The temple is best known for its massive gate - at 22 meters it is the largest in any Japanese Zen temple - and its Zen gardens within the Hojo (Abbot's Hall). The gate was built in 1425 - then taken apart, fixed, and rebuilt in the 1970s. The stone Zen gardens surround the Abbot's Hall on all four sides and each is different in character and design. The gardens are named from the cardinal points thus: northern garden, eastern garden, southern garden and western garden.

The garden by Mirei Shigemori (1896-1975) features a stone zen garden, and, in the rear, a moss garden. Tofukuji Temple is especially beautiful in the fall and is also known for its azaleas and hydrangeas in summer.

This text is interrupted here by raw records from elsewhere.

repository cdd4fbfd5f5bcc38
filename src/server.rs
//! HTTP API.
//!
//! # Endpoints
//!
//! | Method | Path | Description |
//! |--------|------|-------------|
//! | `GET`  | `/health` | Liveness plus a database check |
//! | `POST` | `/api/v1/works` | Multipart upload; runs the plagiarism check |
//! | `GET`  | `/api/v1/works/{work_id}/reports` | Latest report of a work |
//! | `GET`  | `/api/v1/works/{work_id}/wordcloud` | Word-cloud URL for a work |
//! | `GET`  | `/api/v1/reports?assignment_id=` | Latest report of each work in an assignment |
//!
//! # Envelope
//!
//! Every `/api/v1` response is wrapped:
//!
//! ```json
//! { "success": false,
//!   "error": { "code": "VALIDATION_ERROR", "message": "Invalid assignment_id format" },
//!   "timestamp": "2024-01-01T00:00:00Z" }
//! ```
//!
//! Error codes: `VALIDATION_ERROR` (400), `NOT_FOUND` (404),
//! `FILE_TOO_LARGE` (413), `UNSUPPORTED_FORMAT` (415), `CANCELLED` (503),
//! `INTERNAL_ERROR` (500).
//!
//! # Shutdown
//!
//! The server stops when its [`CancellationToken`] fires. Each submission
//! runs under a child token, so in-flight submissions are abandoned without
//! writing a report.

use axum::{
    extract::{multipart::MultipartError, DefaultBodyLimit, Multipart, Path, Query, State},
    http::StatusCode,
    response::{IntoResponse, Response},
    routing::{get, post},
    Json, Router,
};
use chrono::{DateTime, Utc};
use serde::{Deserialize, Serialize};
use tokio_util::sync::CancellationToken;
use tower_http::cors::{Any, CorsLayer};
use tower_http::trace::TraceLayer;
use tracing::{error, info, warn};
use uuid::Uuid;

use copycheck_core::extract::{
    resolve_media_type, MIME_OCTET_STREAM, MIME_TEXT_MARKDOWN, MIME_TEXT_PLAIN,
};
use copycheck_core::models::{ReportResponse, SubmissionReceipt};
use copycheck_core::Error;

use crate::config::Config;
use crate::services::Services;
use crate::submission::SubmitRequest;
use crate::wordcloud::WordCloud;

/// Room for multipart boundaries and the id fields on top of the file.
const MULTIPART_OVERHEAD: usize = 64 * 1024;

/// Media types accepted at upload time.
const ACCEPTED_MEDIA_TYPES: &[&str] = &[MIME_TEXT_PLAIN, MIME_TEXT_MARKDOWN, MIME_OCTET_STREAM];

#[derive(Clone)]
struct AppState {
    services: Services,
    max_upload_bytes: usize,
    shutdown: CancellationToken,
}

/// Serve until Ctrl-C.
pub async fn run_server(config: &Config) -> anyhow::Result<()> {
    let shutdown = CancellationToken::new();
    let on_signal = shutdown.clone();
    tokio::spawn(async move {
        if tokio::signal::ctrl_c().await.is_ok() {
            info!("shutdown requested");
        }
        on_signal.cancel();
    });
    run_server_with_shutdown(config, shutdown).await
}

/// Serve until `shutdown` is cancelled.
pub async fn run_server_with_shutdown(
    config: &Config,
    shutdown: CancellationToken,
) -> anyhow::Result<()> {
    let services = Services::open(config).await?;
    let app = router(services.clone(), config.server.max_upload_bytes, shutdown.clone());

    let listener = tokio::net::TcpListener::bind(&config.server.bind).await?;
    info!(addr = %listener.local_addr()?, "listening");

    axum::serve(listener, app)
        .with_graceful_shutdown(async move { shutdown.cancelled().await })
        .await?;

    services.close().await;
    info!("server stopped");
    Ok(())
}

/// Build the router over already-opened services.
pub fn router(services: Services, max_upload_bytes: usize, shutdown: CancellationToken) -> Router {
    let state = AppState {
        services,
        max_upload_bytes,
        shutdown,
    };

    let cors = CorsLayer::new()
        .allow_origin(Any)
        .allow_methods(Any)
        .allow_headers(Any);

    Router::new()
        .route("/health", get(handle_health))
        .route("/api/v1/works", post(handle_submit))
        .route("/api/v1/works/{work_id}/reports", get(handle_work_report))
        .route("/api/v1/works/{work_id}/wordcloud", get(handle_word_cloud))
        .route("/api/v1/reports", get(handle_assignment_reports))
        .layer(DefaultBodyLimit::max(
            max_upload_bytes.saturating_add(MULTIPART_OVERHEAD),
        ))
        .layer(cors)
        .layer(TraceLayer::new_for_http())
        .with_state(state)
}

// ============ Envelope ============

#[derive(Serialize)]
struct Envelope<T> {
    success: bool,
    #[serde(skip_serializing_if = "Option::is_none")]
    data: Option<T>,
    #[serde(skip_serializing_if = "Option::is_none")]
    error: Option<ErrorDetail>,
    timestamp: DateTime<Utc>,
}

fn ok<T: Serialize>(data: T) -> Json<Envelope<T>> {
    Json(Envelope {
        success: true,
        data: Some(data),
        error: None,
        timestamp: Utc::now(),
    })
}

#[derive(Serialize)]
struct ErrorDetail {
    code: &'static str,
    message: String,
    #[serde(skip_serializing_if = "Option::is_none")]
    details: Option<String>,
}

struct AppError {
    status: StatusCode,
    code: &'static str,
    message: String,
    details: Option<String>,
}

impl AppError {
    fn new(status: StatusCode, code: &'static str, message: impl Into<String>) -> Self {
        Self {
            status,
            code,
            message: message.into(),
            details: None,
        }
    }

    fn with_details(mut self, details: impl Into<String>) -> Self {
        self.details = Some(details.into());
        self
    }
}

impl IntoResponse for AppError {
    fn into_response(self) -> Response {
        let body = Envelope::<()> {
            success: false,
            data: None,
            error: Some(ErrorDetail {
                code: self.code,
                message: self.message,
                details: self.details,
            }),
            timestamp: Utc::now(),
        };
        (self.status, Json(body)).into_response()
    }
}

fn validation(message: impl Into<String>) -> AppError {
    AppError::new(StatusCode::BAD_REQUEST, "VALIDATION_ERROR", message)
}

fn file_too_large(limit: usize) -> AppError {
    AppError::new(
        StatusCode::PAYLOAD_TOO_LARGE,
        "FILE_TOO_LARGE",
        format!("File exceeds maximum size of {} bytes", limit),
    )
}

impl From<Error> for AppError {
    fn from(e: Error) -> Self {
        match e {
            Error::NotFound(what) => {
                AppError::new(StatusCode::NOT_FOUND, "NOT_FOUND", format!("{} not found", what))
            }
            Error::UnsupportedFormat(msg) => {
                AppError::new(StatusCode::UNSUPPORTED_MEDIA_TYPE, "UNSUPPORTED_FORMAT", msg)
            }
            Error::Validation(msg) => validation(msg),
            Error::Cancelled => AppError::new(
                StatusCode::SERVICE_UNAVAILABLE,
                "CANCELLED",
                "Server is shutting down",
            ),
            Error::Storage(msg) => {
                error!(error = %msg, "request failed");
                AppError::new(
                    StatusCode::INTERNAL_SERVER_ERROR,
                    "INTERNAL_ERROR",
                    "An unexpected error occurred",
                )
            }
        }
    }
}

fn parse_id(raw: &str, field: &str) -> Result<Uuid, AppError> {
    Uuid::parse_str(raw.trim()).map_err(|_| validation(format!("Invalid {} format", field)))
}

// ============ GET /health ============

#[derive(Serialize)]
struct HealthResponse {
    status: &'static str,
    version: &'static str,
    database: &'static str,
}

async fn handle_health(State(state): State<AppState>) -> Json<HealthResponse> {
    let database = match state.services.store.ping().await {
        Ok(()) => "ok",
        Err(e) => {
            warn!(error = %e, "database ping failed");
            "error"
        }
    };
    Json(HealthResponse {
        status: "ok",
        version: env!("CARGO_PKG_VERSION"),
        database,
    })
}

// ============ POST /api/v1/works ============

struct UploadedFile {
    name: String,
    content_type: Option<String>,
    bytes: Vec<u8>,
}

async fn handle_submit(
    State(state): State<AppState>,
    mut multipart: Multipart,
) -> Result<(StatusCode, Json<Envelope<SubmissionReceipt>>), AppError> {
    let limit = state.max_upload_bytes;
    let multipart_err = |e: MultipartError| {
        if e.status() == StatusCode::PAYLOAD_TOO_LARGE {
            file_too_large(limit)
        } else {
            validation("Malformed multipart body").with_details(e.body_text())
        }
    };

    let mut assignment_id = None;
    let mut student_id = None;
    let mut file = None;

    while let Some(field) = multipart.next_field().await.map_err(multipart_err)? {
        let name = field.name().map(str::to_string);
        match name.as_deref() {
            Some("assignment_id") => {
                assignment_id = Some(field.text().await.map_err(multipart_err)?);
            }
            Some("student_id") => {
                student_id = Some(field.text().await.map_err(multipart_err)?);
            }
            Some("file") => {
                let file_name = field.file_name().unwrap_or("upload").to_string();
                let content_type = field.content_type().map(str::to_string);
                let bytes = field.bytes().await.map_err(multipart_err)?;
                file = Some(UploadedFile {
                    name: file_name,
                    content_type,
                    bytes: bytes.to_vec(),
                });
            }
            _ => {}
        }
    }

    let assignment_id = parse_id(
        assignment_id
            .as_deref()
            .ok_or_else(|| validation("Missing assignment_id"))?,
        "assignment_id",
    )?;
    let student_id = parse_id(
        student_id
            .as_deref()
            .ok_or_else(|| validation("Missing student_id"))?,
        "student_id",
    )?;
    let file = file.ok_or_else(|| validation("Missing file"))?;

    if file.bytes.len() > limit {
        return Err(file_too_large(limit));
    }

    let media_type = resolve_media_type(file.content_type.as_deref(), &file.name);
    if !ACCEPTED_MEDIA_TYPES.contains(&media_type.as_str()) {
        return Err(AppError::new(
            StatusCode::UNSUPPORTED_MEDIA_TYPE,
            "UNSUPPORTED_FORMAT",
            "Unsupported file format",
        )
        .with_details(format!("Got: {}", media_type)));
    }

    let request = SubmitRequest {
        assignment_id,
        student_id,
        file_name: file.name,
        media_type,
        bytes: file.bytes,
    };
    let cancel = state.shutdown.child_token();
    let outcome = state.services.submissions.submit(request, &cancel).await?;

    Ok((StatusCode::ACCEPTED, ok(outcome.receipt())))
}

// ============ GET /api/v1/works/{work_id}/... ============

async fn handle_work_report(
    State(state): State<AppState>,
    Path(work_id): Path<String>,
) -> Result<Json<Envelope<ReportResponse>>, AppError> {
    let work_id = parse_id(&work_id, "work_id")?;
    let report = state.services.reports.get_report(work_id).await?;
    Ok(ok(report))
}

async fn handle_word_cloud(
    State(state): State<AppState>,
    Path(work_id): Path<String>,
) -> Result<Json<Envelope<WordCloud>>, AppError> {
    let work_id = parse_id(&work_id, "work_id")?;
    let cloud = state.services.word_clouds.for_work(work_id).await?;
    Ok(ok(cloud))
}

// ============ GET /api/v1/reports ============

#[derive(Deserialize)]
struct AssignmentQuery {
    assignment_id: Option<String>,
}

async fn handle_assignment_reports(
    State(state): State<AppState>,
    Query(query): Query<AssignmentQuery>,
) -> Result<Json<Envelope<Vec<ReportResponse>>>, AppError> {
    let raw = query
        .assignment_id
        .ok_or_else(|| validation("Missing assignment_id"))?;
    let assignment_id = parse_id(&raw, "assignment_id")?;
    let reports = state
        .services
        .reports
        .list_for_assignment(assignment_id)
        .await?;
    Ok(ok(reports))
}
//! SQLite database connection management.
//!
//! WAL mode is enabled for all connections so report reads from the HTTP
//! server never block behind a submission's writes. The database file and
//! its parent directories are created if they don't exist.

use anyhow::Result;
use sqlx::sqlite::{SqliteConnectOptions, SqlitePool, SqlitePoolOptions};
use std::str::FromStr;

use crate::config::Config;

/// Create a connection pool to the configured SQLite database.
pub async fn connect(config: &Config) -> Result<SqlitePool> {
    let db_path = &config.db.path;

    if let Some(parent) = db_path.parent() {
        std::fs::create_dir_all(parent)?;
    }

    let options = SqliteConnectOptions::from_str(&format!("sqlite:{}", db_path.display()))?
        .create_if_missing(true)
        .foreign_keys(true)
        .journal_mode(sqlx::sqlite::SqliteJournalMode::Wal);

    let pool = SqlitePoolOptions::new()
        .max_connections(5)
        .connect_with(options)
        .await?;

    Ok(pool)
}
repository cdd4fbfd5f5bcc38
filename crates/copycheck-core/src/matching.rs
//! Best-match selection over a corpus scan.
//!
//! Candidates are folded left to right in corpus-lookup order. A candidate
//! replaces the current best only when its score is strictly greater, so on
//! equal scores the first one seen wins. Skipped candidates (`None`) and
//! scores that never beat 0.0 leave the match empty.

use uuid::Uuid;

/// Running maximum of a corpus scan.
#[derive(Debug, Clone, Copy, PartialEq, Default)]
pub struct BestMatch {
    pub score: f64,
    pub work_id: Option<Uuid>,
}

impl BestMatch {
    pub fn new() -> Self {
        Self::default()
    }

    /// Record one comparison result.
    pub fn observe(&mut self, work_id: Uuid, score: f64) {
        if score > self.score {
            self.score = score;
            self.work_id = Some(work_id);
        }
    }
}

/// Fold scored candidates in the order given. `None` marks a skipped work.
pub fn select_best<I>(scored: I) -> BestMatch
where
    I: IntoIterator<Item = (Uuid, Option<f64>)>,
{
    scored
        .into_iter()
        .fold(BestMatch::new(), |mut best, (work_id, score)| {
            if let Some(score) = score {
                best.observe(work_id, score);
            }
            best
        })
}
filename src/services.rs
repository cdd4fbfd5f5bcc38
//! Service wiring.
//!
//! Builds the production collaborators from a [`Config`] (SQLite records,
//! a local blob directory, the plain-text extractor, and the shingle
//! detector) and hands them to the services the CLI and server call.

use std::sync::Arc;

use anyhow::Result;
use tracing::info;

use copycheck_core::similarity::ShingleDetector;

use crate::blob::LocalBlobStore;
use crate::config::Config;
use crate::db;
use crate::extract::PlainTextExtractor;
use crate::migrate;
use crate::reports::ReportService;
use crate::sqlite_store::SqliteStore;
use crate::submission::{DetectionSettings, SubmissionService};
use crate::wordcloud::WordCloudService;

#[derive(Clone)]
pub struct Services {
    pub store: SqliteStore,
    pub submissions: SubmissionService,
    pub reports: ReportService,
    pub word_clouds: WordCloudService,
}

impl Services {
    /// Connect, migrate, and wire everything up.
    pub async fn open(config: &Config) -> Result<Self> {
        let pool = db::connect(config).await?;
        migrate::apply(&pool).await?;

        let store = SqliteStore::new(pool);
        let records = Arc::new(store.clone());
        let blobs = Arc::new(LocalBlobStore::open(&config.storage.root)?);
        let extractor = Arc::new(PlainTextExtractor::new());
        let detector = Arc::new(ShingleDetector::new(config.detection.shingle_len));

        info!(
            db = %config.db.path.display(),
            storage = %blobs.root().display(),
            threshold = config.detection.threshold,
            shingle_len = detector.shingle_len(),
            "services ready"
        );

        let submissions = SubmissionService::new(
            blobs.clone(),
            records.clone(),
            records.clone(),
            records.clone(),
            extractor.clone(),
            detector,
            DetectionSettings::from(&config.detection),
        );
        let reports = ReportService::new(records.clone(), records.clone());
        let word_clouds = WordCloudService::new(records.clone(), records, blobs, extractor);

        Ok(Self {
            store,
            submissions,
            reports,
            word_clouds,
        })
    }

    pub async fn close(&self) {
        self.store.pool().close().await;
    }
}
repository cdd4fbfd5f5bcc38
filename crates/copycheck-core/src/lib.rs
//! # copycheck core
//!
//! Pure logic for copycheck: the submission data model, k-shingle Jaccard
//! similarity, best-match selection, and the collaborator traits the
//! submission pipeline is written against.
//!
//! This crate contains no tokio, sqlx, or filesystem I/O. Concrete
//! backends (SQLite, local blob directory, HTTP) live in the `copycheck`
//! crate; [`store::memory`] provides in-memory backends for tests.

pub mod error;
pub mod extract;
pub mod matching;
pub mod models;
pub mod similarity;
pub mod store;

pub use error::{Error, Result};
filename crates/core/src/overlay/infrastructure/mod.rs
pub mod image_dimensions;
pub mod imagemagick_compositor;
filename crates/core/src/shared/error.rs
use serde::Serialize;
use thiserror::Error;

use crate::detection::domain::face_detector::DetectionError;
use crate::overlay::domain::compositor::CompositeError;
use crate::publish::domain::publisher::PublishError;

/// Opaque collaborator failure (SDK errors, transport errors).
pub type BoxError = Box<dyn std::error::Error + Send + Sync>;

/// Terminal error of one overlay request.
///
/// Every stage failure short-circuits the remaining stages and surfaces
/// here with its originating kind intact.
#[derive(Error, Debug)]
pub enum OverlayError {
    /// The caller sent something unusable (no file, oversized file, bad resize).
    #[error("{0}")]
    ClientInput(String),

    #[error("No faces detected")]
    NoFacesDetected,

    #[error("face detection failed: {0}")]
    Detection(#[from] DetectionError),

    #[error("compositing failed: {0}")]
    Compositing(#[from] CompositeError),

    #[error("publish failed: {0}")]
    Publish(#[from] PublishError),

    #[error("file I/O error: {0}")]
    Io(#[from] std::io::Error),
}

impl OverlayError {
    pub fn is_client_fault(&self) -> bool {
        matches!(self, Self::ClientInput(_) | Self::NoFacesDetected)
    }

    /// HTTP-style status: 400 for client-correctable faults, 500 otherwise.
    pub fn status_code(&self) -> u16 {
        if self.is_client_fault() {
            400
        } else {
            500
        }
    }

    /// Message shown to the caller. Client faults pass through verbatim.
    pub fn user_message(&self) -> String {
        self.to_string()
    }
}

/// Successful response body: `{"url": ...}`.
#[derive(Clone, Debug, PartialEq, Eq, Serialize)]
pub struct UploadResponse {
    pub url: String,
}

/// Error response body carrying the mapped status.
#[derive(Clone, Debug, PartialEq, Eq, Serialize)]
pub struct ErrorResponse {
    pub status: u16,
    pub error: String,
}

impl From<&OverlayError> for ErrorResponse {
    fn from(err: &OverlayError) -> Self {
        Self {
            status: err.status_code(),
            error: err.user_message(),
        }
    }
}
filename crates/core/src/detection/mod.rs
pub mod domain;
pub mod infrastructure;
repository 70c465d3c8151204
pub mod publisher;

The upper floor of the great gate holds a number of Buddhist statues dating from the Heian Period and thought to have been created by Jocho, a noted sculptor. The ceiling of the Sammon is decorated with paintings by Mincho (aka Cho Densu 1352-1431) and his desciple Kandensu.

The Main Hall (Hondo) was rebuilt in 1932 and the ceiling painting of a dragon is by Insho Domoto.

Tofukuji owns many rare paintings by artists such as Sesshu (1420-1506) and Kichizan Mincho aka Cho Densu (1352-1431). A huge 11.9m x 7.9m scroll by Mincho depicting the Buddha's Entry into Nirvana is shown to the public annually on March 15.

The beautiful grounds have some beautiful maples in autumn and are known for their hydrangea in summer. A small stream, known as Sengyokukan runs through the garden traversed by three bridges, the most famous of which is the Tsuten Bridge, which features in a ukiyoe by the artist Hiroshige.

The garden (shown in the photograph below) around the Hojo (Main Hall) is the work of Mirai Shigemori (1896-1975) who installed them in 1939 using mostly moss and gravel to complete a beautiful whole.

This garden at Tofukuji was Mirai's first major project and he went on to design over 200 gardens including Matsuo Taisha, Sumiyoshi Shrine, Kishiwada-jo and Zuiho-in, a sub-temple of Daitokuji.

The sub-temple Sesshuji (Funda-in) contains another famous rock garden attributed to the painter Sesshu called tsurukame-no-niwa - the crane and tortoise garden as the rocks depict these two creatures. Sesshu's most famous garden is in Yamaguchi.

Tofukuji Temple, Kyoto, Japan.
Stone and moss garden at Tofukuji Temple by Mirai Shigemori
Tofukuji Temple, Kyoto, Japan.
Tofukuji Temple, Kyoto

Tofukuji is the headquarters of the Tofukuji school of the Rinzai sect of Japanese Buddhism.

Admission: 400 yen for adults (to sub temples).
15-778 Honmachi, Higashiyama-ku
Tel: 075 561 0087

A visit to Tofukuji Temple can be combined with seeing nearby Fushimi-Inari, Fushi-Momoyama Castle and the Gekkeikan Sake Museum. Fushimi-Inari Taisha is also on the Keihan Line two stops south towards Nara and one stop on the JR Nara Line.

Tsuten-kyo, Tofukuji Zen Temple, Kyoto.
Tsuten Bridge at Tofukuji Temple, Kyoto
Tofukuji Temple, Kyoto, Japan.
Tofukuji Temple, Kyoto

Tofukuji Access

Tofukuji temple is ten-minute walk from JR or Keihan Tofukuji Station. Alternatively take city bus #208 from Kyoto Station.

Cycling from Kyoto Station to Tofukuji takes around 20-25 minutes. Tofukuji and its sub-temples can be easily combined with the visit to nearby Sennyuji Temple.